Read Isaiah 36 in context

Scripture Focus

17Until I come and take you away to a land like your own land, a land of corn and wine, a land of bread and vineyards.
Isaiah 36:17

Biblical Context

The verse promises a shift to a fertile, abundant land, symbolizing divine restoration. It speaks to a future relocation that mirrors inner reordering of consciousness.

Neville's Inner Vision

From the Neville Goddard vantage, this verse is a whisper that you are not moving a person but shifting a state. 'Until I come' is the moment your I AM arrives in awareness and agrees to revise the story you call you. 'Take you away to a land' is the return of your attention from fear to faith, from lack to sufficiency. The 'land of corn and wine' represents the nourishing conditions of consciousness—corn for sustenance of thought, wine for celebration of imagination, bread for daily presence. The verse does not promise a map so much as a mood: a new creation that unfolds when you dwell as the citizen of that land.
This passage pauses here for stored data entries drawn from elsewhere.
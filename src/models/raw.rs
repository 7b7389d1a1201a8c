// file: src/models/raw.rs
// description: raw labelled 2-D table as delivered by spreadsheet or delimited-text readers
// reference: internal data structures

use crate::error::{ProgressError, Result};
use crate::models::stage::normalize_label;
use serde::{Deserialize, Serialize};
use std::fmt;
use std::str::FromStr;

/// Layout of a raw table.
///
/// `Wide`: one row per stage, one column per period.
/// `Long`: one row per period (or per period/stage pair), stages as columns
/// or as a category column next to a value column.
#[derive(Debug, Clone, Copy, PartialEq, Eq, Default, Serialize, Deserialize)]
#[serde(rename_all = "lowercase")]
pub enum Orientation {
    #[default]
    Wide,
    Long,
}

impl Orientation {
    pub fn as_str(&self) -> &'static str {
        match self {
            Orientation::Wide => "wide",
            Orientation::Long => "long",
        }
    }
}

impl fmt::Display for Orientation {
    fn fmt(&self, f: &mut fmt::Formatter<'_>) -> fmt::Result {
        f.write_str(self.as_str())
    }
}

impl FromStr for Orientation {
    type Err = ProgressError;

    fn from_str(s: &str) -> Result<Self> {
        match s.trim().to_lowercase().as_str() {
            "wide" => Ok(Orientation::Wide),
            "long" => Ok(Orientation::Long),
            other => Err(ProgressError::Validation(format!(
                "unknown orientation '{}' (expected 'wide' or 'long')",
                other
            ))),
        }
    }
}

/// Header row plus string cells. Rows may be ragged; missing cells read as empty.
#[derive(Debug, Clone, Default, PartialEq, Eq)]
pub struct RawTable {
    headers: Vec<String>,
    rows: Vec<Vec<String>>,
}

impl RawTable {
    pub fn new(headers: Vec<String>, rows: Vec<Vec<String>>) -> Self {
        Self { headers, rows }
    }

    pub fn from_strs(headers: &[&str], rows: &[&[&str]]) -> Self {
        Self {
            headers: headers.iter().map(|h| h.to_string()).collect(),
            rows: rows
                .iter()
                .map(|row| row.iter().map(|c| c.to_string()).collect())
                .collect(),
        }
    }

    pub fn headers(&self) -> &[String] {
        &self.headers
    }

    pub fn rows(&self) -> &[Vec<String>] {
        &self.rows
    }

    pub fn row_count(&self) -> usize {
        self.rows.len()
    }

    pub fn column_count(&self) -> usize {
        self.headers.len()
    }

    pub fn is_empty(&self) -> bool {
        self.headers.is_empty() && self.rows.is_empty()
    }

    pub fn cell(&self, row: usize, column: usize) -> &str {
        self.rows
            .get(row)
            .and_then(|r| r.get(column))
            .map(|c| c.as_str())
            .unwrap_or("")
    }

    /// Index of the first header matching `name` after label normalization.
    pub fn column_index(&self, name: &str) -> Option<usize> {
        let key = normalize_label(name);
        self.headers.iter().position(|h| normalize_label(h) == key)
    }

    /// Index of the first header matching any of `candidates`, tried in order.
    pub fn find_column(&self, candidates: &[&str]) -> Option<usize> {
        candidates.iter().find_map(|c| self.column_index(c))
    }

    pub fn column_is_blank(&self, column: usize) -> bool {
        (0..self.rows.len()).all(|row| self.cell(row, column).trim().is_empty())
    }
}
// file: src/lib.rs
// description: library entry point and public api exports
// reference: rust library patterns
#![doc = include_str!(concat!(env!("CARGO_MANIFEST_DIR"), "/readme.md"))]

pub mod config;
pub mod error;
pub mod exporter;
pub mod models;
pub mod parser;
pub mod pipeline;
pub mod utils;

pub use config::{
    CatalogConfig, Config, MissingSourcePolicy, NormalizeConfig, ReportConfig, SiteConfig,
};
pub use error::{ProgressError, Result};
pub use exporter::{CsvExporter, ExportManifest, ExportedTable, JsonExporter};
pub use models::{
    CombinedTable, Month, Orientation, ProgressTable, RawTable, SiteDataset, SourceIdentity,
    Stage, StageCatalog,
};
pub use parser::{
    NormalizeOptions, RawTableReader, StageDataNormalizer, UnknownStagePolicy, normalize,
};
pub use pipeline::{
    MonthlyTotal, ProgressAggregator, ProgressReport, ProgressTracker, ReportRunner, RunStats,
    Snapshot, StageCount, TableReport,
};
pub use utils::Validator;
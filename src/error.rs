// file: src/error.rs
// description: Custom error types and result type aliases
// reference: https://docs.rs/thiserror

use std::path::PathBuf;
use thiserror::Error;

pub type Result<T> = std::result::Result<T, ProgressError>;

#[derive(Error, Debug)]
pub enum ProgressError {
    #[error("Schema error: {0}")]
    Schema(String),

    #[error("Unknown stage '{stage}' has no catalog entry or alias")]
    UnknownStage { stage: String },

    #[error("Catalog mismatch: expected catalog {expected}, found {found}")]
    CatalogMismatch { expected: String, found: String },

    #[error("Empty table: {0}")]
    EmptyTable(String),

    #[error("No tables supplied to combine")]
    NothingToCombine,

    #[error("Invalid catalog: {0}")]
    InvalidCatalog(String),

    #[error("Invalid count '{value}' for stage '{stage}' in period '{period}'")]
    InvalidValue {
        stage: String,
        period: String,
        value: String,
    },

    #[error("Count for stage '{stage}' in period '{period}' exceeds the supported range")]
    CountOverflow { stage: String, period: String },

    #[error("Invalid month: {0}")]
    InvalidMonth(String),

    #[error("Configuration error: {0}")]
    Config(String),

    #[error("Validation error: {0}")]
    Validation(String),

    #[error("Source for site '{site}' not found at {path}")]
    MissingSource { site: String, path: PathBuf },

    #[error("File operation failed for {path}: {source}")]
    FileOperation {
        path: PathBuf,
        source: std::io::Error,
    },

    #[error("IO error: {0}")]
    Io(#[from] std::io::Error),

    #[error("CSV error: {0}")]
    Csv(#[from] csv::Error),

    #[error("Serialization error: {0}")]
    Serialization(String),
}

impl From<serde_json::Error> for ProgressError {
    fn from(err: serde_json::Error) -> Self {
        ProgressError::Serialization(err.to_string())
    }
}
Exile is a thought-form, a temporary misalignment; return is a correction of the inner weather by consenting to God as your inner governor. In this light, the promise becomes practical: you can occupy that land now by assuming the feeling of being already there and letting your actions flow from that state. Your life rearranges to reflect the inner abundance you have assumed belongs to you.

Practice This Now

Close your eyes. In your mental screen, plant yourself in a land where corn, bread, and wine are in abundance; repeat "I am in a land of abundance now" as a present-tense fact, and feel the nourishment as if real.